WHAT TO PRODUCE:
Would you print the material exactly, starting at its first line and ending at the line holding "use udmhunt_parser::hunt_from_flags;"?

DATA PROVIDED:
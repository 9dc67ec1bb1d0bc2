//! # udmhunt-parser
//!
//! Typed hunt queries for UDM-style security events.
//!
//! This crate turns the textual inputs of a hunt into a strongly-typed
//! [`HuntQuery`]:
//!
//! - **Field paths**: dot-delimited keys (`principal.user.userid`), validated once
//! - **Mandatory conditions**: `field=value` equality and `field>=value` style
//!   timestamp comparisons, all of which must hold
//! - **Optional conditions**: `field=keyword` substring matches, at least one of
//!   which must hold when any are given
//! - **Hunt files**: the same flags collected in a YAML document
//!
//! ## Architecture
//!
//! - **PEG grammar** ([`pest`]) for splitting condition flags at their operator
//! - **serde_yaml** for hunt file deserialization
//!
//! ## Quick Start
//!
//! ```rust
//! use udmhunt_parser::parse_hunt_yaml;
//!
//! let yaml = r#"
//! title: Alice logins
//! mandatory:
//!   - principal.user.userid=alice
//! output:
//!   - principal.hostname
//! "#;
//!
//! let query = parse_hunt_yaml(yaml).unwrap();
//! assert_eq!(query.equals.len(), 1);
//! assert_eq!(query.output[0].as_str(), "principal.hostname");
//! ```

pub mod ast;
pub mod condition;
pub mod error;
pub mod parser;

pub use ast::{
    CompareCondition, CompareOp, ContainsCondition, EqualityCondition, FieldPath, HuntQuery,
    MandatoryCondition,
};
pub use condition::{parse_contains, parse_mandatory, parse_output_field};
pub use error::{HuntParserError, Result};
pub use parser::{hunt_from_flags, parse_hunt_file, parse_hunt_yaml};
#![allow(dead_code)]

use serde_json::Value;
use udmhunt_eval::{Engine, QueryResult};
use udmhunt_parser::hunt_from_flags;

pub fn engine_from_flags(mandatory: &[&str], contains: &[&str], output: &[&str]) -> Engine {
    let query = hunt_from_flags(mandatory, contains, output).unwrap();
    Engine::new(&query)
}

pub fn hunt(
    events: &[Value],
    mandatory: &[&str],
    contains: &[&str],
    output: &[&str],
) -> QueryResult {
    engine_from_flags(mandatory, contains, output).run(events)
}

/// Values of `field` across all records, in order.
pub fn column(result: &QueryResult, field: &str) -> Vec<Value> {
    result
        .iter()
        .map(|p| p.get(field).cloned().unwrap_or(Value::Null))
        .collect()
}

ANSWER TO THIS PROBLEM:
repository 9dc67ec1bb1d0bc2
//! # udmhunt-parser
//!
//! Typed hunt queries for UDM-style security events.
//!
//! This crate turns the textual inputs of a hunt into a strongly-typed
//! [`HuntQuery`]:
//!
//! - **Field paths**: dot-delimited keys (`principal.user.userid`), validated once
//! - **Mandatory conditions**: `field=value` equality and `field>=value` style
//!   timestamp comparisons, all of which must hold
//! - **Optional conditions**: `field=keyword` substring matches, at least one of
//!   which must hold when any are given
//! - **Hunt files**: the same flags collected in a YAML document
//!
//! ## Architecture
//!
//! - **PEG grammar** ([`pest`]) for splitting condition flags at their operator
//! - **serde_yaml** for hunt file deserialization
//!
//! ## Quick Start
//!
//! ```rust
//! use udmhunt_parser::parse_hunt_yaml;
//!
//! let yaml = r#"
//! title: Alice logins
//! mandatory:
//!   - principal.user.userid=alice
//! output:
//!   - principal.hostname
//! "#;
//!
//! let query = parse_hunt_yaml(yaml).unwrap();
//! assert_eq!(query.equals.len(), 1);
//! assert_eq!(query.output[0].as_str(), "principal.hostname");
//! ```

pub mod ast;
pub mod condition;
pub mod error;
pub mod parser;

pub use ast::{
    CompareCondition, CompareOp, ContainsCondition, EqualityCondition, FieldPath, HuntQuery,
    MandatoryCondition,
};
pub use condition::{parse_contains, parse_mandatory, parse_output_field};
pub use error::{HuntParserError, Result};
pub use parser::{hunt_from_flags, parse_hunt_file, parse_hunt_yaml};
#![allow(dead_code)]

use serde_json::Value;
use udmhunt_eval::{Engine, QueryResult};
use udmhunt_parser::hunt_from_flags;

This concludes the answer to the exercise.